The addition of Pentecost, who also plays mandolin, was integral to developing the sound of Paint This Town, as were the contributions of two other new members: Mike Harris (vocals, guitar, mandolin, slide guitar, dobro, banjo) and Mason Via (vocals, guitar, gitjo).
All three players auditioned for the band early into their work on Hartland Studio and subsequently helped the band get the studio into working shape.
“We tend to shake this band up every couple of years in one way or another,” bassist Morgan Jahnig says. “It definitely feels like a continuation of everything that we’ve been doing for 20-some odd years now. We’ve known Mike since the [touring with] Mumford [and Sons] days, and when it came time to look for another guitar player Jerry mentioned him and there you go. Mason being so young and full of energy, that was definitely something that a band in its 20-somethingth year needs.”
“The band is almost as old as Mason now,” Secor quips. “He’s brought a great spirit to the band. We met him pretty randomly, but there’s always been a divinity to the randomness and who becomes a touring member of this band. It just seems like we find the right folks right when we need them.”
One of those “right folks” was Ross-Spang, an in-demand producer known for work with Jason Isbell, Margo Price, John Prine, and more. Already a friend to the band, Ross-Spang helped push the band along as they sought to finish up the studio and get a new record in the can before Pentecost’s wife gave birth.

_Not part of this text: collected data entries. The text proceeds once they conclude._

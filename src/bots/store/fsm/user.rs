use teloxide::types::ChatId;

use super::*;
use super::super::impls::{self as screens, Reply, Screen};
use crate::bots::make_username;
use crate::persistent::NewUser;
use crate::shop::{CryptoCheck, Order, ShopError};

pub fn process_user(handler: FSMHandler) -> FSMHandler {
    handler.branch(
        dptree::filter_map(Signal::filter_content)
        .endpoint(on_content)
    ).branch(
        dptree::filter_map(Signal::filter_user_action)
        .endpoint(on_user_action)
    )
}

/// User facing text for errors the user can do something about.
fn explain(e: ShopError) -> Result<Reply, ShopError> {
    let text = match &e {
        ShopError::NotFound(_) => "Заказ не найден.",
        ShopError::Transition(_) => "Этот заказ уже нельзя изменить. Оформите новый через главное меню.",
        ShopError::Conflict(_) => "Заказ только что изменился, попробуйте ещё раз.",
        ShopError::MethodNotAllowed(..) => "Этот заказ оплачивается только банковской картой.",
        ShopError::GatewayDisabled => "Оплата через CryptoBot временно недоступна. Выберите оплату картой.",
        ShopError::NoInvoice(_) => "Счёт не найден, выберите способ оплаты заново.",
        ShopError::Gateway(err) => {
            log::error!("payment gateway failed: {}", err);
            "Платёжный сервис не отвечает, попробуйте чуть позже."
        },
        ShopError::Storage(_) => return Err(e),
    };
    log::warn!("{}", e);
    Ok(Reply::Alert(text.to_owned()))
}

fn shown<T>(result: Result<T, ShopError>, render: impl FnOnce(T) -> anyhow::Result<Screen>) -> Result<Reply, Box<dyn std::error::Error + Send + Sync>> {
    match result {
        Ok(value) => Ok(Reply::Show(render(value)?)),
        Err(e) => Ok(explain(e)?),
    }
}

async fn notify_admins(bot: &WBot, conf: &StoreConfig, order: &Order, customer: &str) {
    for admin in conf.admins() {
        let chat_id = ChatId(admin.0 as i64);
        let summary = screens::admin_new_order(order, customer);
        let sent = match &order.details.payment_proof {
            Some(file_id) => screens::send_photo(bot, chat_id, file_id, summary).await,
            None => screens::send(bot, chat_id, summary).await,
        };
        if let Err(e) = sent {
            log::warn!("admin {} was not notified about order #{}: {}", admin.0, order.id, e);
        }
    }
}

async fn on_content(
    bot: WBot,
    dialogue: MyDialogue,
    state: State,
    content: Content,
    signal: Signal,
    shop: ShopRef,
    conf: Conf,
) -> FSMResult {
    let chat_id = dialogue.chat_id();
    let user = signal.user();
    let user_id = user.id.0 as i64;
    let tariff = shop.tariff();
    let (next, response) = state.process(content, tariff);
    let screen = match response {
        Response::UseMenu => {
            screens::send(&bot, chat_id, Screen::plain("Воспользуйтесь кнопками меню 👇")).await?;
            screens::main_menu(&conf)?
        },
        Response::ExpectText => Screen::plain("Отправьте ответ текстом."),
        Response::SendPhoto => Screen::plain("Пришлите, пожалуйста, фото или скриншот чека."),
        Response::BadRecipient => Screen::plain("Некорректный username. Введите его одним словом, например @durov."),
        Response::AskStarsAmount(recipient) => screens::stars_amount_prompt(&recipient, tariff)?,
        Response::NotANumber => Screen::plain("Не похоже на число, попробуйте ещё раз."),
        Response::StarsOutOfRange => Screen::plain(&format!(
            "Количество звёзд должно быть от {} до {}.",
            screens::stars(tariff.min_stars), screens::stars(tariff.max_stars),
        )),
        Response::ExchangeOutOfRange => Screen::plain(&format!(
            "Сумма обмена должна быть от {} до {}.",
            screens::rub(tariff.min_exchange), screens::rub(tariff.max_exchange),
        )),
        Response::PlaceOrder(draft) => {
            let order = shop.place_order(user_id, draft).await?;
            screens::payment_choice(&order, shop.crypto_enabled())?
        },
        Response::ProofReceived(order_id, file_id) => {
            set_state(&dialogue, next).await?;
            match shop.submit_proof(order_id, user_id, file_id).await {
                Ok(order) => {
                    notify_admins(&bot, &conf, &order, &make_username(user)).await;
                    screens::send(&bot, chat_id, screens::proof_received(&order)).await?;
                    screens::send(&bot, chat_id, screens::main_menu(&conf)?).await?;
                },
                Err(e) => {
                    let reply = explain(e)?;
                    screens::reply(&bot, chat_id, signal.origin(), reply).await?;
                },
            }
            return Ok(())
        },
    };
    screens::send(&bot, chat_id, screen).await?;
    set_state(&dialogue, next).await
}

async fn on_user_action(
    bot: WBot,
    dialogue: MyDialogue,
    action: UserAction,
    signal: Signal,
    shop: ShopRef,
    conf: Conf,
) -> FSMResult {
    let chat_id = dialogue.chat_id();
    let user = signal.user();
    let user_id = user.id.0 as i64;
    let reply = match action {
        UserAction::Start => {
            let new = shop.register_user(&NewUser {
                id: user_id,
                username: user.username.clone(),
                full_name: user.full_name(),
            }).await?;
            if new {
                log::info!("new user {}", make_username(user));
            }
            dialogue.exit().await?;
            Reply::Show(screens::main_menu(&conf)?)
        },
        UserAction::MyId => Reply::Show(screens::my_id(user.id)),
        UserAction::MainMenu => {
            dialogue.exit().await?;
            Reply::Show(screens::main_menu(&conf)?)
        },
        UserAction::BuyStars => {
            dialogue.update(State::WaitStarsRecipient).await?;
            Reply::Show(screens::stars_prompt(shop.tariff())?)
        },
        UserAction::BuyPremium => {
            dialogue.exit().await?;
            Reply::Show(screens::premium_menu(shop.tariff())?)
        },
        UserAction::Premium(period) => {
            dialogue.update(State::WaitPremiumRecipient(period)).await?;
            Reply::Show(screens::premium_prompt(period, shop.tariff())?)
        },
        UserAction::Exchange => {
            dialogue.update(State::WaitExchangeAmount).await?;
            Reply::Show(screens::exchange_prompt(shop.tariff())?)
        },
        UserAction::Info => Reply::Show(screens::info(&conf)?),
        UserAction::CardPay(order_id) => shown(
            shop.pay_by_card(order_id, user_id).await,
            |order| screens::card_payment(&order, &conf.card_number),
        )?,
        UserAction::CryptoPay(order_id) => shown(
            shop.pay_by_crypto(order_id, user_id).await,
            |(order, invoice)| screens::crypto_invoice(&order, &invoice),
        )?,
        UserAction::CheckCrypto(order_id) => match shop.check_crypto(order_id, user_id).await {
            Ok(CryptoCheck::Paid(order)) => {
                notify_admins(&bot, &conf, &order, &make_username(user)).await;
                Reply::Show(screens::crypto_paid(&order)?)
            },
            Ok(CryptoCheck::AlreadyConfirmed(order)) => Reply::Show(screens::crypto_paid(&order)?),
            Ok(CryptoCheck::NotPaid) => Reply::Alert("Оплата ещё не поступила. Если вы уже оплатили, подождите минуту и проверьте снова.".into()),
            Ok(CryptoCheck::Expired) => Reply::Show(screens::crypto_expired(order_id)?),
            Err(e) => explain(e)?,
        },
        UserAction::ConfirmPaid(order_id) => match shop.proof_expected(order_id, user_id).await {
            Ok(order) => {
                dialogue.update(State::WaitPaymentProof(order.id)).await?;
                Reply::Show(screens::proof_prompt(order.id)?)
            },
            Err(e) => explain(e)?,
        },
        UserAction::CancelPhoto(order_id) => {
            dialogue.exit().await?;
            shown(
                shop.order_of(order_id, user_id).await,
                |order| screens::card_payment(&order, &conf.card_number),
            )?
        },
    };
    screens::reply(&bot, chat_id, signal.origin(), reply).await?;
    Ok(())
}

“Morgan and I especially were very nervous [about time], like, ‘I don’t think this place will be ready,’ and trying to really clean up all the coffee cups and nail guns and things out of the way before Matt got here,” Younts says. “And when he walked in, he loved it. It’s still kind of run-down. It’s definitely not Blackbird Studios or anything. It’s very GarageBand, which has an element of use to it still, even though we’re getting older. But it feels like, you know, Mom is at work and Dad’s at work and we can jam out in the garage for a while. … So that made us really relaxed, like, ‘Alright, it’s gonna be okay to make a record here.’”

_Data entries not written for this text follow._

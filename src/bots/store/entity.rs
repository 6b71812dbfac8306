use std::str::FromStr;

use serde::{Serialize, Deserialize};

use teloxide::dispatching::dialogue::GetChatId;
use teloxide::types::{ChatId, MediaKind, MessageId, MessageKind, Update, UpdateKind, User};

use crate::bots::CallbackMessage;
use crate::shop::{FileId, OrderId, PremiumPeriod};

#[derive(Serialize, Deserialize, Clone, Copy, Debug, PartialEq, Eq)]
pub enum CallbackResponse {
    MainMenu,
    BuyStars,
    BuyPremium,
    Premium(PremiumPeriod),
    Exchange,
    Info,
    CardPay(OrderId),
    CryptoPay(OrderId),
    CheckCrypto(OrderId),
    ConfirmPaid(OrderId),
    CancelPhoto(OrderId),
    AdminStats,
    AdminPending,
    AdminCompleted,
    AdminBack,
}

impl CallbackMessage for CallbackResponse {}

#[derive(Clone, Debug, PartialEq)]
pub enum Content {
    Text(String),
    Photo(FileId),
}

#[derive(Clone, Debug, PartialEq)]
enum Command {
    Start,
    MyId,
    Admin,
    Check(OrderId),
    Confirm(OrderId),
    Complete(OrderId),
    Cancel(OrderId),
    Usage(&'static str),
}

#[derive(Clone, Debug, PartialEq)]
pub enum UserAction {
    Start,
    MyId,
    MainMenu,
    BuyStars,
    BuyPremium,
    Premium(PremiumPeriod),
    Exchange,
    Info,
    CardPay(OrderId),
    CryptoPay(OrderId),
    CheckCrypto(OrderId),
    ConfirmPaid(OrderId),
    CancelPhoto(OrderId),
}

#[derive(Clone, Debug, PartialEq)]
pub enum AdminAction {
    Panel,
    Stats,
    Pending,
    Completed,
    Check(OrderId),
    Confirm(OrderId),
    Complete(OrderId),
    Cancel(OrderId),
    Usage(&'static str),
}

impl AdminAction {
    /// Order commands are typed by hand, strangers get no hint they exist.
    pub fn is_order_command(&self) -> bool {
        matches!(self, Self::Check(_) | Self::Confirm(_) | Self::Complete(_) | Self::Cancel(_) | Self::Usage(_))
    }
}

#[derive(Clone, Debug)]
pub enum SignalKind {
    UserAction(UserAction),
    AdminAction(AdminAction),
    Content(Content),
}

/// Where the update came from: a plain message or a button under a bot message.
#[derive(Clone, Debug)]
pub enum Origin {
    Message,
    Callback { query_id: String, message_id: Option<MessageId> },
}

#[derive(Clone)]
pub struct Signal {
    chat_id: ChatId,
    user: User,
    kind: SignalKind,
    origin: Origin,
}

impl Signal {
    pub fn from_update(u: Update) -> Option<Self> {
        match u.kind {
            UpdateKind::Message(msg) => {
                if !msg.chat.is_private() {
                    return None
                }
                let chat_id = msg.chat.id;
                let MessageKind::Common(msg) = msg.kind else { return None };
                let user = msg.from?;
                let content = media_to_content(msg.media_kind)?;
                let kind = match content {
                    Content::Text(text) if text.starts_with('/') => Command::from_str(&text).ok()?.into(),
                    content => SignalKind::Content(content),
                };
                Some(Signal { chat_id, user, kind, origin: Origin::Message })
            },
            UpdateKind::CallbackQuery(q) => {
                let user = q.from;
                let message_id = q.message.as_ref().map(|m| m.id);
                let chat_id = q.message.as_ref().map(|m| m.chat.id).unwrap_or(ChatId(user.id.0 as i64));
                let data = q.data?;
                match CallbackResponse::parse(data.as_str()) {
                    Ok(response) => Some(Signal {
                        chat_id,
                        user,
                        kind: response.into(),
                        origin: Origin::Callback { query_id: q.id, message_id },
                    }),
                    Err(e) => {
                        log::error!("cannot parse callback data: {:?}", e);
                        None
                    },
                }
            },
            UpdateKind::Error(e) => {
                log::error!("Received error: {:?}", e);
                None
            },
            _ => None,
        }
    }
    pub fn filter_user_action(self) -> Option<UserAction> {
        match self.kind {
            SignalKind::UserAction(action) => Some(action),
            _ => None,
        }
    }
    pub fn filter_admin_action(self) -> Option<AdminAction> {
        match self.kind {
            SignalKind::AdminAction(action) => Some(action),
            _ => None
        }
    }
    pub fn filter_content(self) -> Option<Content> {
        match self.kind {
            SignalKind::Content(c) => Some(c),
            _ => None,
        }
    }
    pub fn user(&self) -> &User {
        &self.user
    }
    pub fn origin(&self) -> &Origin {
        &self.origin
    }
}

impl GetChatId for Signal {
    fn chat_id(&self) -> Option<ChatId> {
        Some(self.chat_id)
    }
}

fn parse_order_command(cmd: &str) -> Option<Command> {
    let (name, id) = cmd.strip_prefix('/')?.split_once('_')?;
    let make: fn(OrderId) -> Command = match name {
        "check" => Command::Check,
        "confirm" => Command::Confirm,
        "complete" => Command::Complete,
        "cancel" => Command::Cancel,
        _ => return None,
    };
    match id.parse::<OrderId>() {
        Ok(id) if id > 0 => Some(make(id)),
        _ => Some(Command::Usage(match name {
            "check" => "/check_123",
            "confirm" => "/confirm_123",
            "complete" => "/complete_123",
            _ => "/cancel_123",
        })),
    }
}

impl FromStr for Command {
    type Err = ();

    fn from_str(s: &str) -> Result<Self, Self::Err> {
        let cmd = s.split_whitespace().next().ok_or(())?;
        // "/check_5@DigiStoreBot" is what group style clients send
        let cmd = cmd.split('@').next().unwrap_or(cmd);
        match cmd {
            "/start" | "/help" => Ok(Self::Start),
            "/myid" => Ok(Self::MyId),
            "/admin" => Ok(Self::Admin),
            _ => parse_order_command(cmd).ok_or(()),
        }
    }
}

impl From<Command> for SignalKind {
    fn from(cmd: Command) -> Self {
        use SignalKind as SK;
        match cmd {
            Command::Start => SK::UserAction(UserAction::Start),
            Command::MyId => SK::UserAction(UserAction::MyId),
            Command::Admin => SK::AdminAction(AdminAction::Panel),
            Command::Check(id) => SK::AdminAction(AdminAction::Check(id)),
            Command::Confirm(id) => SK::AdminAction(AdminAction::Confirm(id)),
            Command::Complete(id) => SK::AdminAction(AdminAction::Complete(id)),
            Command::Cancel(id) => SK::AdminAction(AdminAction::Cancel(id)),
            Command::Usage(format) => SK::AdminAction(AdminAction::Usage(format)),
        }
    }
}

impl From<CallbackResponse> for SignalKind {
    fn from(response: CallbackResponse) -> Self {
        use SignalKind as SK;
        use CallbackResponse as CR;
        match response {
            CR::MainMenu => SK::UserAction(UserAction::MainMenu),
            CR::BuyStars => SK::UserAction(UserAction::BuyStars),
            CR::BuyPremium => SK::UserAction(UserAction::BuyPremium),
            CR::Premium(period) => SK::UserAction(UserAction::Premium(period)),
            CR::Exchange => SK::UserAction(UserAction::Exchange),
            CR::Info => SK::UserAction(UserAction::Info),
            CR::CardPay(id) => SK::UserAction(UserAction::CardPay(id)),
            CR::CryptoPay(id) => SK::UserAction(UserAction::CryptoPay(id)),
            CR::CheckCrypto(id) => SK::UserAction(UserAction::CheckCrypto(id)),
            CR::ConfirmPaid(id) => SK::UserAction(UserAction::ConfirmPaid(id)),
            CR::CancelPhoto(id) => SK::UserAction(UserAction::CancelPhoto(id)),
            CR::AdminStats => SK::AdminAction(AdminAction::Stats),
            CR::AdminPending => SK::AdminAction(AdminAction::Pending),
            CR::AdminCompleted => SK::AdminAction(AdminAction::Completed),
            CR::AdminBack => SK::AdminAction(AdminAction::Panel),
        }
    }
}

pub fn media_to_content(media: MediaKind) -> Option<Content> {
    let content = match media {
        MediaKind::Photo(mut photo) => {
            photo.photo.sort_unstable_by_key(|size| size.width * size.height);
            Content::Photo(photo.photo.last()?.file.id.clone())
        },
        MediaKind::Text(m) => Content::Text(m.text),
        _ => return None
    };
    Some(content)
}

“You can hear some of that youthfulness in these tracks, too,” Pentecost adds. “There was just a great energy running through the building the entire time we were making the record, which wasn’t at the height of the pandemic but it was pretty present. So, we had so many other things to be aware of as well, while making this record.”

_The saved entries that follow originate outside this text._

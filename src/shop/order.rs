use chrono::{DateTime, Utc};
use rust_decimal::Decimal;
use serde::{Deserialize, Serialize};

use super::tariff::PremiumPeriod;

pub type OrderId = i64;
pub type FileId = String;

#[derive(Debug, Clone, Copy, PartialEq, Eq, strum_macros::Display, strum_macros::EnumString, strum_macros::AsRefStr)]
#[strum(serialize_all = "snake_case")]
pub enum ProductType {
    Stars,
    Premium,
    Exchange,
}

#[derive(Debug, Clone, Copy, PartialEq, Eq, strum_macros::Display, strum_macros::EnumString, strum_macros::AsRefStr)]
#[strum(serialize_all = "snake_case")]
pub enum PaymentMethod {
    Card,
    Crypto,
}

impl ProductType {
    pub fn accepts(&self, method: PaymentMethod) -> bool {
        !matches!((self, method), (ProductType::Exchange, PaymentMethod::Crypto))
    }
}

/// Product specific part of an order.
#[derive(Serialize, Deserialize, Debug, Clone, PartialEq)]
#[serde(tag = "kind", rename_all = "snake_case")]
pub enum ProductDetails {
    Stars { stars: u32 },
    Premium { period: PremiumPeriod },
    Exchange { amount_rub: Decimal, amount_usd: Decimal, exchange_rate: Decimal },
}

impl ProductDetails {
    pub fn product_type(&self) -> ProductType {
        match self {
            Self::Stars { .. } => ProductType::Stars,
            Self::Premium { .. } => ProductType::Premium,
            Self::Exchange { .. } => ProductType::Exchange,
        }
    }
}

/// Document stored in the `details` column.
#[derive(Serialize, Deserialize, Debug, Clone, PartialEq)]
pub struct OrderDetails {
    pub product: ProductDetails,
    #[serde(default, skip_serializing_if = "Option::is_none")]
    pub payment_proof: Option<FileId>,
}

impl From<ProductDetails> for OrderDetails {
    fn from(product: ProductDetails) -> Self {
        Self { product, payment_proof: None }
    }
}

#[derive(Debug, Clone, Copy, PartialEq, Eq, Hash, strum_macros::Display, strum_macros::EnumString, strum_macros::AsRefStr)]
#[strum(serialize_all = "snake_case")]
pub enum OrderStatus {
    Pending,
    WaitingPayment,
    WaitingCrypto,
    WaitingConfirmation,
    Confirmed,
    Completed,
    Cancelled,
}

#[derive(Debug, Clone, Copy, PartialEq, Eq)]
pub enum OrderEvent {
    ChooseCard,
    InvoiceIssued,
    ProofSubmitted,
    Confirm,
    Complete,
    Cancel,
}

#[derive(Debug, Clone, Copy, PartialEq, Eq, thiserror::Error)]
#[error("cannot apply {event:?} to an order in status {from}")]
pub struct TransitionError {
    pub from: OrderStatus,
    pub event: OrderEvent,
}

impl OrderStatus {
    pub fn is_terminal(&self) -> bool {
        matches!(self, Self::Completed | Self::Cancelled)
    }

    /// Status after `event`. Reaching the current status again is allowed and means "no change".
    pub fn apply(self, event: OrderEvent) -> Result<OrderStatus, TransitionError> {
        use OrderEvent::*;
        use OrderStatus::*;
        let next = match (self, event) {
            (Pending | WaitingPayment | WaitingCrypto, ChooseCard) => WaitingPayment,
            (Pending | WaitingPayment | WaitingCrypto, InvoiceIssued) => WaitingCrypto,
            (WaitingPayment | WaitingConfirmation, ProofSubmitted) => WaitingConfirmation,
            (WaitingPayment | WaitingCrypto | WaitingConfirmation | Confirmed, Confirm) => Confirmed,
            (WaitingConfirmation | Confirmed | Completed, Complete) => Completed,
            (Cancelled, Cancel) => Cancelled,
            (status, Cancel) if !status.is_terminal() => Cancelled,
            (from, event) => return Err(TransitionError { from, event }),
        };
        Ok(next)
    }
}

#[derive(Debug, Clone, PartialEq)]
pub struct Order {
    pub id: OrderId,
    pub user_id: i64,
    pub recipient: Option<String>,
    pub details: OrderDetails,
    pub amount_rub: Decimal,
    pub payment_method: PaymentMethod,
    pub status: OrderStatus,
    pub invoice_id: Option<String>,
    pub created_at: DateTime<Utc>,
}

impl Order {
    pub fn product_type(&self) -> ProductType {
        self.details.product.product_type()
    }
}

/// Order parameters collected by the dialogue, before pricing.
#[derive(Serialize, Deserialize, Debug, Clone, PartialEq)]
pub struct OrderDraft {
    pub recipient: Option<String>,
    pub product: ProductDetails,
}

#[derive(Debug, Clone)]
pub struct NewOrder {
    pub user_id: i64,
    pub recipient: Option<String>,
    pub details: OrderDetails,
    pub amount_rub: Decimal,
    pub payment_method: PaymentMethod,
}

#[cfg(test)]
mod tests {
    use super::*;
    use std::str::FromStr;
    use OrderEvent::*;
    use OrderStatus::*;

    #[test]
    fn status_is_stored_in_snake_case() {
        assert_eq!(WaitingConfirmation.as_ref(), "waiting_confirmation");
        assert_eq!(OrderStatus::from_str("waiting_crypto").unwrap(), WaitingCrypto);
        assert!(OrderStatus::from_str("paid").is_err());
        assert_eq!(ProductType::Exchange.to_string(), "exchange");
    }

    #[test]
    fn card_flow() {
        let status = Pending.apply(ChooseCard).unwrap();
        assert_eq!(status, WaitingPayment);
        let status = status.apply(ProofSubmitted).unwrap();
        assert_eq!(status, WaitingConfirmation);
        let status = status.apply(Confirm).unwrap();
        assert_eq!(status, Confirmed);
        assert_eq!(status.apply(Complete).unwrap(), Completed);
    }

    #[test]
    fn crypto_flow_needs_confirmation_before_completion() {
        let status = Pending.apply(InvoiceIssued).unwrap();
        assert_eq!(status, WaitingCrypto);
        assert_eq!(status.apply(Complete), Err(TransitionError { from: WaitingCrypto, event: Complete }));
        assert_eq!(status.apply(Confirm).unwrap(), Confirmed);
    }

    #[test]
    fn repeated_events_are_idempotent() {
        assert_eq!(Confirmed.apply(Confirm).unwrap(), Confirmed);
        assert_eq!(Completed.apply(Complete).unwrap(), Completed);
        assert_eq!(Cancelled.apply(Cancel).unwrap(), Cancelled);
        assert_eq!(WaitingConfirmation.apply(ProofSubmitted).unwrap(), WaitingConfirmation);
    }

    #[test]
    fn terminal_statuses_stay_terminal() {
        assert!(Completed.apply(Cancel).is_err());
        assert!(Cancelled.apply(Confirm).is_err());
        assert!(Cancelled.apply(ChooseCard).is_err());
        assert!(Pending.apply(ProofSubmitted).is_err());
        assert_eq!(WaitingCrypto.apply(Cancel).unwrap(), Cancelled);
    }

    #[test]
    fn exchange_is_card_only() {
        assert!(!ProductType::Exchange.accepts(PaymentMethod::Crypto));
        assert!(ProductType::Exchange.accepts(PaymentMethod::Card));
        assert!(ProductType::Stars.accepts(PaymentMethod::Crypto));
    }

    #[test]
    fn details_document_is_tagged() {
        let details = OrderDetails {
            product: ProductDetails::Premium { period: PremiumPeriod::Year },
            payment_proof: Some("file".into()),
        };
        let json = serde_json::to_value(&details).unwrap();
        assert_eq!(json["product"]["kind"], "premium");
        assert_eq!(json["product"]["period"], "1y");
        assert_eq!(json["payment_proof"], "file");
        let back: OrderDetails = serde_json::from_value(json).unwrap();
        assert_eq!(back, details);
    }
}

In addition to recording Paint This Town there, Old Crow used Hartland to host a series of live-streamed performances, called the Hartland Hootenanny, on Saturday nights during lockdown. Guests included up-and-comers like Amythyst Kiah, Molly Tuttle, and Billy Strings, as well as roots icons like Marty Stuart and Jim Lauderdale, all making for a deeply collaborative, community-driven outlet during the darker days of the pandemic.
“The pandemic was like the fifth Beatle,” Secor says. “We had this place to plug into for 37 Saturday nights in a row without work. Instead of sitting around, we did our Hootenanny livestream show and that was so beautiful and so unifying. The Hootenanny really helped us to utilize the space and also to curate the next iteration of Old Crow.”
That next iteration is an exciting one to be sure, particularly as the band readies itself for an extensive tour in support of Paint This Town, kicking off around the same time of year — late March — that the band began work on Hartland in earnest. Call it coincidence, or perhaps full-circle, but for Old Crow it’s just another moment of serendipity that deepens the scope of their music.
“The bus is gonna pull up to Hartland again and we’re gonna get all the gear in and go do a big tour,” Jahnig says. “We recorded this record for a year down here. So, it’s been in the can for a while. We’re ready for people to hear these songs. That’s right at the top of my list, getting the music to the people.”